# Abel's inequality

In mathematics, Abel's inequality, named after Niels Henrik Abel, supplies a simple bound on the absolute value of the inner product of two vectors in an important special case.

Let {a1, a2,...} be a sequence of real numbers that is either nonincreasing or nondecreasing, and let {b1, b2,...} be a sequence of real or complex numbers.

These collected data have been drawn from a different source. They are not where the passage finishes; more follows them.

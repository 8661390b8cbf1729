use std::fmt;
use std::str::FromStr;

use serde::{Deserialize, Serialize};

use super::{ParseEnumError, parse_label};

/// Identifier of a person record (applicant or member).
#[derive(Debug, Clone, PartialEq, Eq, Hash, PartialOrd, Ord, Serialize, Deserialize)]
#[serde(transparent)]
pub struct UserId(pub String);

impl UserId {
    pub fn new(id: impl Into<String>) -> Self {
        Self(id.into())
    }

    pub fn as_str(&self) -> &str {
        &self.0
    }
}

impl fmt::Display for UserId {
    fn fmt(&self, f: &mut fmt::Formatter<'_>) -> fmt::Result {
        f.write_str(&self.0)
    }
}

impl From<&str> for UserId {
    fn from(id: &str) -> Self {
        Self(id.to_string())
    }
}

/// Whether a person is still applying or already belongs to the organization.
#[derive(Debug, Clone, Copy, PartialEq, Eq, Serialize, Deserialize)]
#[serde(rename_all = "lowercase")]
pub enum PersonKind {
    Applicant,
    Member,
}

impl fmt::Display for PersonKind {
    fn fmt(&self, f: &mut fmt::Formatter<'_>) -> fmt::Result {
        f.write_str(match self {
            PersonKind::Applicant => "applicant",
            PersonKind::Member => "member",
        })
    }
}

#[derive(Debug, Clone, Copy, PartialEq, Eq, Hash, Serialize, Deserialize)]
#[serde(rename_all = "lowercase")]
pub enum Department {
    Engineering,
    Design,
    Product,
    Marketing,
    Operations,
    Finance,
}

impl Department {
    const LABELS: &'static [(Department, &'static str)] = &[
        (Department::Engineering, "engineering"),
        (Department::Design, "design"),
        (Department::Product, "product"),
        (Department::Marketing, "marketing"),
        (Department::Operations, "operations"),
        (Department::Finance, "finance"),
    ];

    pub fn as_str(self) -> &'static str {
        Self::LABELS
            .iter()
            .find(|(d, _)| *d == self)
            .map_or("", |(_, label)| *label)
    }
}

impl fmt::Display for Department {
    fn fmt(&self, f: &mut fmt::Formatter<'_>) -> fmt::Result {
        f.write_str(self.as_str())
    }
}

impl FromStr for Department {
    type Err = ParseEnumError;

    fn from_str(s: &str) -> Result<Self, Self::Err> {
        parse_label("department", s, Self::LABELS)
    }
}

/// Position an applicant applies for and a member holds.
#[derive(Debug, Clone, Copy, PartialEq, Eq, Hash, Serialize, Deserialize)]
#[serde(rename_all = "kebab-case")]
pub enum Role {
    Developer,
    Designer,
    ProductManager,
    Marketer,
    Coordinator,
    Analyst,
}

impl Role {
    const LABELS: &'static [(Role, &'static str)] = &[
        (Role::Developer, "developer"),
        (Role::Designer, "designer"),
        (Role::ProductManager, "product-manager"),
        (Role::Marketer, "marketer"),
        (Role::Coordinator, "coordinator"),
        (Role::Analyst, "analyst"),
    ];

    pub fn as_str(self) -> &'static str {
        Self::LABELS
            .iter()
            .find(|(r, _)| *r == self)
            .map_or("", |(_, label)| *label)
    }
}

impl fmt::Display for Role {
    fn fmt(&self, f: &mut fmt::Formatter<'_>) -> fmt::Result {
        f.write_str(self.as_str())
    }
}

impl FromStr for Role {
    type Err = ParseEnumError;

    fn from_str(s: &str) -> Result<Self, Self::Err> {
        parse_label("role", s, Self::LABELS)
    }
}

/// A person record. Applicants carry no role until they are promoted.
#[derive(Debug, Clone, PartialEq, Serialize, Deserialize)]
pub struct User {
    pub id: UserId,
    #[serde(default, skip_serializing_if = "Option::is_none")]
    pub name: Option<String>,
    pub kind: PersonKind,
    #[serde(default, skip_serializing_if = "Option::is_none")]
    pub role: Option<Role>,
    #[serde(default, skip_serializing_if = "Option::is_none")]
    pub department: Option<Department>,
}

impl User {
    /// A fresh applicant with no role or department yet.
    pub fn applicant(id: impl Into<UserId>, name: Option<String>) -> Self {
        Self {
            id: id.into(),
            name,
            kind: PersonKind::Applicant,
            role: None,
            department: None,
        }
    }

    /// Display name, empty when the record has none.
    pub fn display_name(&self) -> &str {
        self.name.as_deref().unwrap_or_default()
    }
}

impl From<String> for UserId {
    fn from(id: String) -> Self {
        Self(id)
    }
}

#[cfg(test)]
mod tests {
    use super::*;

    #[test]
    fn role_round_trips_through_labels() {
        for (role, label) in Role::LABELS {
            assert_eq!(role.as_str(), *label);
            assert_eq!(label.parse::<Role>().unwrap(), *role);
        }
    }

    #[test]
    fn role_accepts_underscored_input() {
        assert_eq!(
            "Product_Manager".parse::<Role>().unwrap(),
            Role::ProductManager
        );
    }

    #[test]
    fn department_rejects_unknown() {
        let err = "legal".parse::<Department>().unwrap_err();
        assert_eq!(err.kind, "department");
    }

    #[test]
    fn role_serializes_kebab_case() {
        let json = serde_json::to_string(&Role::ProductManager).unwrap();
        assert_eq!(json, "\"product-manager\"");
    }

    #[test]
    fn applicant_has_no_role() {
        let user = User::applicant("u1", Some("Ada".to_string()));
        assert_eq!(user.kind, PersonKind::Applicant);
        assert!(user.role.is_none());
        assert_eq!(user.display_name(), "Ada");
    }

    #[test]
    fn display_name_defaults_to_empty() {
        let user = User::applicant("u2", None);
        assert_eq!(user.display_name(), "");
    }

    #[test]
    fn user_json_omits_missing_fields() {
        let user = User::applicant("u3", None);
        let json = serde_json::to_value(&user).unwrap();
        assert_eq!(json, serde_json::json!({ "id": "u3", "kind": "applicant" }));
    }
}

If {an} is nondecreasing, it holds that

${\displaystyle \left|\sum _{k=1}^{n}a_{k}b_{k}\right|\leq \operatorname {max} _{k=1,\dots ,n}|B_{k}|(|a_{n}|+a_{n}-a_{1}),}$

and if {an} is nonincreasing, it holds that

${\displaystyle \left|\sum _{k=1}^{n}a_{k}b_{k}\right|\leq \operatorname {max} _{k=1,\dots ,n}|B_{k}|(|a_{n}|-a_{n}+a_{1}),}$

where

${\displaystyle B_{k}=b_{1}+\cdots +b_{k}.}$

In particular, if the sequence {an} is nonincreasing and nonnegative, it follows that

${\displaystyle \left|\sum _{k=1}^{n}a_{k}b_{k}\right|\leq \operatorname {max} _{k=1,\dots ,n}|B_{k}|a_{1},}$

Abel's inequality follows easily from Abel's transformation, which is the discrete version of integration by parts: If {a1, a2,...} and {b1, b2,...} are sequences of real or complex numbers, it holds that

${\displaystyle \sum _{k=1}^{n}a_{k}b_{k}=a_{n}B_{n}-\sum _{k=1}^{n-1}B_{k}(a_{k+1}-a_{k}).}$